> _Prompt_
Go through the data below and return each line where the string "current" occurs.

> _Records_
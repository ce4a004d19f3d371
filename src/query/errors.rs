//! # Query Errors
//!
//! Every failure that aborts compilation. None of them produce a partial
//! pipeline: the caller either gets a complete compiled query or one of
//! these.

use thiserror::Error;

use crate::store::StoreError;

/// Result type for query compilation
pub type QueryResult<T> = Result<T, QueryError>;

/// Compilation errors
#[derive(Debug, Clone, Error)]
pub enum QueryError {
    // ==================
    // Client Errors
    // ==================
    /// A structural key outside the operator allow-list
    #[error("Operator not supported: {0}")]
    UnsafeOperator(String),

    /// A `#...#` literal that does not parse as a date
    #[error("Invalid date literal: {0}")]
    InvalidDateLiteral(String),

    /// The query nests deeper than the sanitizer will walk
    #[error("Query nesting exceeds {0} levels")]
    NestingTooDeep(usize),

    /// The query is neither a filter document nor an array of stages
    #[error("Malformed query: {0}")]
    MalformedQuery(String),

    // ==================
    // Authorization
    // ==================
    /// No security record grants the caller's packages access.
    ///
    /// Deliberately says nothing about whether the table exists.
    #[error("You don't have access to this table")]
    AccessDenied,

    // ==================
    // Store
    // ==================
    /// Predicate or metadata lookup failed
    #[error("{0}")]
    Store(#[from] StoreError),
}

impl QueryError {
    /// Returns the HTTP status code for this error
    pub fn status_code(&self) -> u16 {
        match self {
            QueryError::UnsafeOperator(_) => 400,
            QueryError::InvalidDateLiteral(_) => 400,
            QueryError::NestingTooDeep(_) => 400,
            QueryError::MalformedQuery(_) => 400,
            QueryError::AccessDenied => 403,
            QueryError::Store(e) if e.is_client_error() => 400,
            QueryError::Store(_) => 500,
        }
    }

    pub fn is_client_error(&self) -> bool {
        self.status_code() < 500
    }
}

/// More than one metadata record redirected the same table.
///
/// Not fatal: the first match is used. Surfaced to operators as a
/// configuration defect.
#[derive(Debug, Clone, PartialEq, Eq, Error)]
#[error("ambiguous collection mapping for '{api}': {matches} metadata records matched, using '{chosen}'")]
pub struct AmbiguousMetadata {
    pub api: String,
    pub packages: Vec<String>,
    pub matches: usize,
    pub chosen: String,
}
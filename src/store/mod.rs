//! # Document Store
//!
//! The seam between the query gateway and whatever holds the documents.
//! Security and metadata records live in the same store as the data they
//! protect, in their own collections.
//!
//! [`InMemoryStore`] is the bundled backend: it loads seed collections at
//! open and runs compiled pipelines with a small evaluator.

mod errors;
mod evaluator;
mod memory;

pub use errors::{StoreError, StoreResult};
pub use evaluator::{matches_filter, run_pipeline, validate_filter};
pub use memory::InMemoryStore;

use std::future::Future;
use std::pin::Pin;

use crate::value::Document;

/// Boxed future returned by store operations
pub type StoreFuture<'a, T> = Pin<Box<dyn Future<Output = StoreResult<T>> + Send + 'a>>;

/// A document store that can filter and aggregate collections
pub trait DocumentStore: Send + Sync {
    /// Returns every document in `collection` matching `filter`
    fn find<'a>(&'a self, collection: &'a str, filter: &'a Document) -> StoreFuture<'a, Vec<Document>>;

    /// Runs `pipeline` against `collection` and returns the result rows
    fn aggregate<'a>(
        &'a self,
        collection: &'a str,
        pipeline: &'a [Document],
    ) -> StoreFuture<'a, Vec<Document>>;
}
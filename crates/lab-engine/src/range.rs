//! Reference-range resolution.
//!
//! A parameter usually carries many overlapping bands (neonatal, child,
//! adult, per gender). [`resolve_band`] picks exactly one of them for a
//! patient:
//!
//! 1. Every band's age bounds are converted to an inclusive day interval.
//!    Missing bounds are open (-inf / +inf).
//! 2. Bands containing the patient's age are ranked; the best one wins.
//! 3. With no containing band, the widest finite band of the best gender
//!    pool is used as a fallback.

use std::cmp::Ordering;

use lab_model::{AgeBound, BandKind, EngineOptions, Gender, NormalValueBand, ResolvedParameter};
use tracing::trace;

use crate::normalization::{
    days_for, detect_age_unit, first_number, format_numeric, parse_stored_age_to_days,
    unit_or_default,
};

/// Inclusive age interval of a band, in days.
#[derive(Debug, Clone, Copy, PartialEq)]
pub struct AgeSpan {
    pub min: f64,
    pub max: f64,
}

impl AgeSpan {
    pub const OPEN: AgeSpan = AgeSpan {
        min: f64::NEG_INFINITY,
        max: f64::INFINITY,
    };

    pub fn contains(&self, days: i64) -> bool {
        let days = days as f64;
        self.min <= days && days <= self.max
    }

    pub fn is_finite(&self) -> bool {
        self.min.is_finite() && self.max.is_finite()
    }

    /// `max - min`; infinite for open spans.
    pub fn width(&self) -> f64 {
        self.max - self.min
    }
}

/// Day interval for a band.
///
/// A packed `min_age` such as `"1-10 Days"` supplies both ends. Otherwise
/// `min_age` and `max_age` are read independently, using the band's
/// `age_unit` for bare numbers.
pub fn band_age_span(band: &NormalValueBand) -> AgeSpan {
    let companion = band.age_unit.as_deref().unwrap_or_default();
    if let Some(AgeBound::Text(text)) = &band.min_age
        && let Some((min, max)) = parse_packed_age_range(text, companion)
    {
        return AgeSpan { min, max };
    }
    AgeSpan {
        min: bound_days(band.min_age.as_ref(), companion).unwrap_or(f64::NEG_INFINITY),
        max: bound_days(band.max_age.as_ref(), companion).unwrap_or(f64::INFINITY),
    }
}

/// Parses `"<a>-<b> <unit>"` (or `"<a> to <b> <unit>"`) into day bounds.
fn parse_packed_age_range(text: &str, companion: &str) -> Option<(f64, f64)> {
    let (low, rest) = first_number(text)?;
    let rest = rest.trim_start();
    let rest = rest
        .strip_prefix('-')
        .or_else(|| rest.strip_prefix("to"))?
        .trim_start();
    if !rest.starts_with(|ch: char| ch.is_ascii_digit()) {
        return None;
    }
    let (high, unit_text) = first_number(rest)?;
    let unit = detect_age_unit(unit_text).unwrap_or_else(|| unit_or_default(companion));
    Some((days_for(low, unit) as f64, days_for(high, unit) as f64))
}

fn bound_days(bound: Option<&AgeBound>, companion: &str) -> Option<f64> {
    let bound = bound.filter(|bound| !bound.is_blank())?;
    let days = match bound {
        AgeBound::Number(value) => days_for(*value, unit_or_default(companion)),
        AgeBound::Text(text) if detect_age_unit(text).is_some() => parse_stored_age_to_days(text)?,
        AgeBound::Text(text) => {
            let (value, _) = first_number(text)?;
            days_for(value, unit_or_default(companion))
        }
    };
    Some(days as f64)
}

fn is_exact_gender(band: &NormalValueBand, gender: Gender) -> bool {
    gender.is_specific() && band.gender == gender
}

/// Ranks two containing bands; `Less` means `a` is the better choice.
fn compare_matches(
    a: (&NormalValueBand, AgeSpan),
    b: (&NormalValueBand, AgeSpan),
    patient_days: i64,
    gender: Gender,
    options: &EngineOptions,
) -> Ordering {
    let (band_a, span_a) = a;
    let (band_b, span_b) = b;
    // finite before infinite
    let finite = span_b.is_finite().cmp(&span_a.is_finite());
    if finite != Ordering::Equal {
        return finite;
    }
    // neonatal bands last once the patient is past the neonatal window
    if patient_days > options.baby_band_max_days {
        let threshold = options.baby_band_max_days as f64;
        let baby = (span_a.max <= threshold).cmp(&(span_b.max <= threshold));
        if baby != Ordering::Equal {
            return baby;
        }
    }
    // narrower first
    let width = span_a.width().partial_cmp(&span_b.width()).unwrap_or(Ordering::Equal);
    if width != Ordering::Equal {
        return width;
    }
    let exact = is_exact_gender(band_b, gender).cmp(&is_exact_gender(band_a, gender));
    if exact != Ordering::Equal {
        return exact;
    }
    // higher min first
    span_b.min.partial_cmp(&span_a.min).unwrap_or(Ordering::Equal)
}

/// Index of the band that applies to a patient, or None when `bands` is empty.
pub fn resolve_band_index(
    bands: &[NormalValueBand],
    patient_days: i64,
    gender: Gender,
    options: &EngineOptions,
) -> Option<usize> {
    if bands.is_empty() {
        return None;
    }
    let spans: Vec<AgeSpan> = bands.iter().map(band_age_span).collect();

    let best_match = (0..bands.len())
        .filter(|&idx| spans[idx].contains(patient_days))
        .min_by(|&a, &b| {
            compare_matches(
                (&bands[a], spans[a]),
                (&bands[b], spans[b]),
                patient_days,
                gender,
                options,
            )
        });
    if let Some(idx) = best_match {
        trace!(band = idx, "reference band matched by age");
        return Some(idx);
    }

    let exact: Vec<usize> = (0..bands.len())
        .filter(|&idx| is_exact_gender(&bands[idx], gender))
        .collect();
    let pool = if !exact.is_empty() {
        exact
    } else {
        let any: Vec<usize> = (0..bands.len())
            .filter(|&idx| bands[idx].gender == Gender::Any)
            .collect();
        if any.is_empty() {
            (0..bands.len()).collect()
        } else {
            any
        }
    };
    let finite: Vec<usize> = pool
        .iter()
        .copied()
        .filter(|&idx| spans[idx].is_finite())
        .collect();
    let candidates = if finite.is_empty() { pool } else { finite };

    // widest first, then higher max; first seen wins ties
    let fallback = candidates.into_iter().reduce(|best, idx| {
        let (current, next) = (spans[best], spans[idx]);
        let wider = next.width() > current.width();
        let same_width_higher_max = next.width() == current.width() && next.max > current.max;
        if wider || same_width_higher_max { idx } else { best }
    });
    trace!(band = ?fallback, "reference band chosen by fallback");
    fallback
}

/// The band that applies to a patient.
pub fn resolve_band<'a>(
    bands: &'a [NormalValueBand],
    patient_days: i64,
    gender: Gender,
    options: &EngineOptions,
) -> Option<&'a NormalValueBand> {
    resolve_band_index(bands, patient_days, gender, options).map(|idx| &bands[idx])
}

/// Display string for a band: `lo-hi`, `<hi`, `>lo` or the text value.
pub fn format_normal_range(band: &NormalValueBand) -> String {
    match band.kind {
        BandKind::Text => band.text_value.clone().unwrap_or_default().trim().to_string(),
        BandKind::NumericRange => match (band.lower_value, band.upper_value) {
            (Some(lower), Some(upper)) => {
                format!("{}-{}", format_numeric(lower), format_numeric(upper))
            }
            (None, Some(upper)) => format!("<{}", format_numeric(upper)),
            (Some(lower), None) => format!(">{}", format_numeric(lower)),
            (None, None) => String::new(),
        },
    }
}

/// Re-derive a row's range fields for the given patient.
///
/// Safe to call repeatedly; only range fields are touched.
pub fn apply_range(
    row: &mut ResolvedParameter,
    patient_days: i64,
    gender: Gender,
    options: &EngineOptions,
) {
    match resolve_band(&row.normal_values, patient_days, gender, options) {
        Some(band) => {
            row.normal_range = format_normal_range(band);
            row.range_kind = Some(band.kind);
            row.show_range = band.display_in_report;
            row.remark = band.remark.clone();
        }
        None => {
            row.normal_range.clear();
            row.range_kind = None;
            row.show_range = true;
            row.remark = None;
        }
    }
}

> _Output below_
        let (current, next) = (spans[best], spans[idx]);
        let wider = next.width() > current.width();
        let same_width_higher_max = next.width() == current.width() && next.max > current.max;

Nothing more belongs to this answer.